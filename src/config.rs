use std::{
    fmt, fs,
    path::{Path, PathBuf},
    str::FromStr,
};

use anyhow::Context as _;
use serde::Deserialize;

pub const PROJECT_CONFIG_FILENAME: &str = "session-analyzer.toml";
pub const HOME_CONFIG_DIR: &str = ".session-analyzer";
pub const HOME_CONFIG_FILENAME: &str = "config.toml";
pub const DEFAULT_SESSION_TABLE: &str = "django_session";

#[derive(Debug, Default, Deserialize)]
#[serde(deny_unknown_fields)]
pub struct Config {
    #[serde(default)]
    pub database: DatabaseConfig,
    #[serde(default)]
    pub codec: CodecConfig,
    #[serde(default)]
    pub scan: ScanConfig,
    pub logging: Option<LoggingConfig>,
}

#[derive(Debug, Default, Deserialize)]
#[serde(deny_unknown_fields)]
pub struct DatabaseConfig {
    pub path: Option<PathBuf>,
    pub table: Option<String>,
}

#[derive(Debug, Default, Deserialize)]
#[serde(deny_unknown_fields)]
pub struct CodecConfig {
    pub kind: Option<CodecKind>,
    pub secret: Option<String>,
}

#[derive(Debug, Clone, Copy, Deserialize, PartialEq, Eq, clap::ValueEnum)]
#[serde(rename_all = "lowercase")]
pub enum CodecKind {
    /// Payload is a bare JSON object.
    Json,
    /// Payload is base64 of `<sha256 hex>:<json>`, verified with a secret.
    Signed,
}

/// Raw `[scan]` values. Validation happens in `options`, so that config-file
/// and command-line values are checked by the same rules.
#[derive(Debug, Default, Deserialize)]
#[serde(deny_unknown_fields)]
pub struct ScanConfig {
    pub batch_size: Option<i64>,
    pub bigger_than: Option<i64>,
    pub sleep_time: Option<f64>,
}

#[derive(Debug, Default, Deserialize)]
#[serde(deny_unknown_fields)]
pub struct LoggingConfig {
    pub level: Option<String>,
    pub format: Option<LogFormat>,
}

#[derive(Debug, Clone, Copy, Deserialize, PartialEq, Eq)]
#[serde(rename_all = "lowercase")]
pub enum LogFormat {
    Json,
    Pretty,
}

/// Where a loaded config came from; used to label load errors.
#[derive(Debug, Clone, PartialEq, Eq)]
pub enum ConfigSource {
    Explicit(PathBuf),
    Project(PathBuf),
    Home(PathBuf),
}

impl ConfigSource {
    /// `explicit` when given, otherwise whatever discovery finds in the
    /// working directory and then the home directory.
    pub fn locate(explicit: Option<&Path>) -> anyhow::Result<Option<Self>> {
        if let Some(path) = explicit {
            return Ok(Some(Self::Explicit(path.to_path_buf())));
        }
        let cwd = std::env::current_dir().context("resolve current directory")?;
        let home = std::env::var_os("HOME").map(PathBuf::from);
        Ok(discover(&cwd, home.as_deref()))
    }

    pub fn path(&self) -> &Path {
        match self {
            Self::Explicit(path) | Self::Project(path) | Self::Home(path) => path,
        }
    }
}

impl fmt::Display for ConfigSource {
    fn fmt(&self, f: &mut fmt::Formatter<'_>) -> fmt::Result {
        match self {
            Self::Explicit(path) => write!(f, "--config {}", path.display()),
            Self::Project(_) => write!(f, "project ./{PROJECT_CONFIG_FILENAME}"),
            Self::Home(path) => write!(f, "home {}", path.display()),
        }
    }
}

impl Config {
    /// Load config from `source`. Without a source the defaults apply.
    pub fn load(source: Option<&ConfigSource>) -> anyhow::Result<Self> {
        let Some(source) = source else {
            return Ok(Self::default());
        };
        Self::from_path(source.path()).with_context(|| format!("load config from {source}"))
    }

    pub fn from_path(path: impl AsRef<Path>) -> anyhow::Result<Self> {
        let path = path.as_ref();
        let toml =
            fs::read_to_string(path).with_context(|| format!("read config {}", path.display()))?;
        Self::from_toml_str(&toml)
    }

    pub fn from_toml_str(toml: &str) -> anyhow::Result<Self> {
        toml.parse()
    }

    pub fn session_table(&self) -> &str {
        self.database
            .table
            .as_deref()
            .unwrap_or(DEFAULT_SESSION_TABLE)
    }
}

impl FromStr for Config {
    type Err = anyhow::Error;

    fn from_str(s: &str) -> Result<Self, Self::Err> {
        toml::from_str(s).context("parse config TOML")
    }
}

pub fn discover(cwd: &Path, home: Option<&Path>) -> Option<ConfigSource> {
    let project = cwd.join(PROJECT_CONFIG_FILENAME);
    if project.is_file() {
        return Some(ConfigSource::Project(project));
    }

    let home = home?.join(HOME_CONFIG_DIR).join(HOME_CONFIG_FILENAME);
    home.is_file().then_some(ConfigSource::Home(home))
}

#[cfg(test)]
mod tests {
    use std::{
        fs,
        path::{Path, PathBuf},
    };

    use super::{CodecKind, Config, ConfigSource, LogFormat, discover};
    use tempfile::tempdir;

    #[test]
    fn empty_config_uses_defaults() {
        let config = Config::from_toml_str("").expect("empty config should parse");
        assert_eq!(config.session_table(), "django_session");
        assert!(config.database.path.is_none());
        assert!(config.codec.kind.is_none());
        assert!(config.logging.is_none());
    }

    #[test]
    fn full_config_parses_every_section() {
        let config = Config::from_toml_str(
            r#"
[database]
path = "/srv/app/db.sqlite3"
table = "web_sessions"

[codec]
kind = "signed"
secret = "hunter2"

[scan]
batch_size = 100
bigger_than = 0
sleep_time = 0.5

[logging]
level = "debug"
format = "json"
"#,
        )
        .expect("config should parse");

        assert_eq!(config.session_table(), "web_sessions");
        assert_eq!(config.codec.kind, Some(CodecKind::Signed));
        assert_eq!(config.codec.secret.as_deref(), Some("hunter2"));
        assert_eq!(config.scan.batch_size, Some(100));
        assert_eq!(config.scan.bigger_than, Some(0));
        assert_eq!(config.scan.sleep_time, Some(0.5));
        let logging = config.logging.expect("logging section");
        assert_eq!(logging.format, Some(LogFormat::Json));
    }

    #[test]
    fn unknown_keys_are_rejected() {
        let err = Config::from_toml_str(
            r#"
[scan]
batch = 10
"#,
        )
        .unwrap_err();
        assert!(
            format!("{err:#}").contains("unknown field"),
            "unexpected error: {err:#}"
        );
    }

    #[test]
    fn discovery_prefers_project_over_home() {
        let sandbox = tempdir().unwrap();
        let project = sandbox.path().join("project");
        let home = sandbox.path().join("home");
        fs::create_dir_all(&project).unwrap();
        fs::create_dir_all(home.join(".session-analyzer")).unwrap();

        assert_eq!(discover(&project, Some(&home)), None);

        let home_config = home.join(".session-analyzer").join("config.toml");
        fs::write(&home_config, "").unwrap();
        assert_eq!(
            discover(&project, Some(&home)),
            Some(ConfigSource::Home(home_config))
        );

        let project_config = project.join("session-analyzer.toml");
        fs::write(&project_config, "").unwrap();
        let source = discover(&project, Some(&home)).expect("project config");
        assert_eq!(source, ConfigSource::Project(project_config));
        assert_eq!(source.to_string(), "project ./session-analyzer.toml");
    }

    #[test]
    fn explicit_source_skips_discovery() {
        let source = ConfigSource::locate(Some(Path::new("custom.toml")))
            .expect("explicit source should resolve");
        assert_eq!(
            source,
            Some(ConfigSource::Explicit(PathBuf::from("custom.toml")))
        );
    }

    #[test]
    fn load_uses_defaults_without_source_and_labels_errors_with_it() {
        let config = Config::load(None).expect("defaults should load");
        assert!(config.database.path.is_none());

        let sandbox = tempdir().unwrap();
        let path = sandbox.path().join("broken.toml");
        fs::write(&path, "[scan]\nbatch = 1\n").unwrap();
        let err = Config::load(Some(&ConfigSource::Explicit(path.clone()))).unwrap_err();
        assert!(
            err.to_string()
                .starts_with(&format!("load config from --config {}", path.display())),
            "unexpected error: {err:#}"
        );
    }
}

---*---

-- WORK ITEM --
Give back the complete data, each line unchanged.

-- SOLUTION --
filename src/config.rs
use std::{
    fmt, fs,
    path::{Path, PathBuf},
    str::FromStr,
};

use anyhow::Context as _;
use serde::Deserialize;

pub const PROJECT_CONFIG_FILENAME: &str = "session-analyzer.toml";
pub const HOME_CONFIG_DIR: &str = ".session-analyzer";
pub const HOME_CONFIG_FILENAME: &str = "config.toml";
pub const DEFAULT_SESSION_TABLE: &str = "django_session";

#[derive(Debug, Default, Deserialize)]
#[serde(deny_unknown_fields)]
pub struct Config {
    #[serde(default)]
    pub database: DatabaseConfig,
    #[serde(default)]
    pub codec: CodecConfig,
    #[serde(default)]
    pub scan: ScanConfig,
    pub logging: Option<LoggingConfig>,
}

#[derive(Debug, Default, Deserialize)]
#[serde(deny_unknown_fields)]
pub struct DatabaseConfig {
    pub path: Option<PathBuf>,
    pub table: Option<String>,
}

#[derive(Debug, Default, Deserialize)]
#[serde(deny_unknown_fields)]
pub struct CodecConfig {
    pub kind: Option<CodecKind>,
    pub secret: Option<String>,
}

#[derive(Debug, Clone, Copy, Deserialize, PartialEq, Eq, clap::ValueEnum)]
#[serde(rename_all = "lowercase")]
pub enum CodecKind {
    /// Payload is a bare JSON object.
    Json,
    /// Payload is base64 of `<sha256 hex>:<json>`, verified with a secret.
    Signed,
}

/// Raw `[scan]` values. Validation happens in `options`, so that config-file
/// and command-line values are checked by the same rules.
#[derive(Debug, Default, Deserialize)]
#[serde(deny_unknown_fields)]
pub struct ScanConfig {
    pub batch_size: Option<i64>,
    pub bigger_than: Option<i64>,
    pub sleep_time: Option<f64>,
}

#[derive(Debug, Default, Deserialize)]
#[serde(deny_unknown_fields)]
pub struct LoggingConfig {
    pub level: Option<String>,
    pub format: Option<LogFormat>,
}

#[derive(Debug, Clone, Copy, Deserialize, PartialEq, Eq)]
#[serde(rename_all = "lowercase")]
pub enum LogFormat {
    Json,
    Pretty,
}

/// Where a loaded config came from; used to label load errors.
#[derive(Debug, Clone, PartialEq, Eq)]
pub enum ConfigSource {
    Explicit(PathBuf),
    Project(PathBuf),
    Home(PathBuf),
}

impl ConfigSource {
    /// `explicit` when given, otherwise whatever discovery finds in the
    /// working directory and then the home directory.
    pub fn locate(explicit: Option<&Path>) -> anyhow::Result<Option<Self>> {
        if let Some(path) = explicit {
            return Ok(Some(Self::Explicit(path.to_path_buf())));
        }
        let cwd = std::env::current_dir().context("resolve current directory")?;
        let home = std::env::var_os("HOME").map(PathBuf::from);
        Ok(discover(&cwd, home.as_deref()))
    }

    pub fn path(&self) -> &Path {
        match self {
            Self::Explicit(path) | Self::Project(path) | Self::Home(path) => path,
        }
    }
}

impl fmt::Display for ConfigSource {
    fn fmt(&self, f: &mut fmt::Formatter<'_>) -> fmt::Result {
        match self {
            Self::Explicit(path) => write!(f, "--config {}", path.display()),
            Self::Project(_) => write!(f, "project ./{PROJECT_CONFIG_FILENAME}"),
            Self::Home(path) => write!(f, "home {}", path.display()),
        }
    }
}

impl Config {
    /// Load config from `source`. Without a source the defaults apply.
    pub fn load(source: Option<&ConfigSource>) -> anyhow::Result<Self> {
        let Some(source) = source else {
            return Ok(Self::default());
        };
        Self::from_path(source.path()).with_context(|| format!("load config from {source}"))
    }

    pub fn from_path(path: impl AsRef<Path>) -> anyhow::Result<Self> {
        let path = path.as_ref();
        let toml =
            fs::read_to_string(path).with_context(|| format!("read config {}", path.display()))?;
        Self::from_toml_str(&toml)
    }

    pub fn from_toml_str(toml: &str) -> anyhow::Result<Self> {
        toml.parse()
    }

    pub fn session_table(&self) -> &str {
        self.database
            .table
            .as_deref()
            .unwrap_or(DEFAULT_SESSION_TABLE)
    }
}

impl FromStr for Config {
    type Err = anyhow::Error;

    fn from_str(s: &str) -> Result<Self, Self::Err> {
        toml::from_str(s).context("parse config TOML")
    }
}

pub fn discover(cwd: &Path, home: Option<&Path>) -> Option<ConfigSource> {
    let project = cwd.join(PROJECT_CONFIG_FILENAME);
    if project.is_file() {
        return Some(ConfigSource::Project(project));
    }

    let home = home?.join(HOME_CONFIG_DIR).join(HOME_CONFIG_FILENAME);
    home.is_file().then_some(ConfigSource::Home(home))
}

#[cfg(test)]
mod tests {
    use std::{
        fs,
        path::{Path, PathBuf},
    };

    use super::{CodecKind, Config, ConfigSource, LogFormat, discover};
    use tempfile::tempdir;

    #[test]
    fn empty_config_uses_defaults() {
        let config = Config::from_toml_str("").expect("empty config should parse");
        assert_eq!(config.session_table(), "django_session");
        assert!(config.database.path.is_none());
        assert!(config.codec.kind.is_none());
        assert!(config.logging.is_none());
    }

    #[test]
    fn full_config_parses_every_section() {
        let config = Config::from_toml_str(
            r#"
[database]
path = "/srv/app/db.sqlite3"
table = "web_sessions"

[codec]
kind = "signed"
secret = "hunter2"

[scan]
batch_size = 100
bigger_than = 0
sleep_time = 0.5

[logging]
level = "debug"
format = "json"
"#,
        )
        .expect("config should parse");

        assert_eq!(config.session_table(), "web_sessions");
        assert_eq!(config.codec.kind, Some(CodecKind::Signed));
        assert_eq!(config.codec.secret.as_deref(), Some("hunter2"));
        assert_eq!(config.scan.batch_size, Some(100));
        assert_eq!(config.scan.bigger_than, Some(0));
        assert_eq!(config.scan.sleep_time, Some(0.5));
        let logging = config.logging.expect("logging section");
        assert_eq!(logging.format, Some(LogFormat::Json));
    }

    #[test]
    fn unknown_keys_are_rejected() {
        let err = Config::from_toml_str(
            r#"
[scan]
batch = 10
"#,
        )
        .unwrap_err();
        assert!(
            format!("{err:#}").contains("unknown field"),
            "unexpected error: {err:#}"
        );
    }

    #[test]
    fn discovery_prefers_project_over_home() {
        let sandbox = tempdir().unwrap();
        let project = sandbox.path().join("project");
        let home = sandbox.path().join("home");
        fs::create_dir_all(&project).unwrap();
        fs::create_dir_all(home.join(".session-analyzer")).unwrap();

        assert_eq!(discover(&project, Some(&home)), None);

        let home_config = home.join(".session-analyzer").join("config.toml");
        fs::write(&home_config, "").unwrap();
        assert_eq!(
            discover(&project, Some(&home)),
            Some(ConfigSource::Home(home_config))
        );

        let project_config = project.join("session-analyzer.toml");
        fs::write(&project_config, "").unwrap();
        let source = discover(&project, Some(&home)).expect("project config");
        assert_eq!(source, ConfigSource::Project(project_config));
        assert_eq!(source.to_string(), "project ./session-analyzer.toml");
    }

    #[test]
    fn explicit_source_skips_discovery() {
        let source = ConfigSource::locate(Some(Path::new("custom.toml")))
            .expect("explicit source should resolve");
        assert_eq!(
            source,
            Some(ConfigSource::Explicit(PathBuf::from("custom.toml")))
        );
    }

    #[test]
    fn load_uses_defaults_without_source_and_labels_errors_with_it() {
        let config = Config::load(None).expect("defaults should load");
        assert!(config.database.path.is_none());

        let sandbox = tempdir().unwrap();
        let path = sandbox.path().join("broken.toml");
        fs::write(&path, "[scan]\nbatch = 1\n").unwrap();
        let err = Config::load(Some(&ConfigSource::Explicit(path.clone()))).unwrap_err();
        assert!(
            err.to_string()
                .starts_with(&format!("load config from --config {}", path.display())),
            "unexpected error: {err:#}"
        );
    }
}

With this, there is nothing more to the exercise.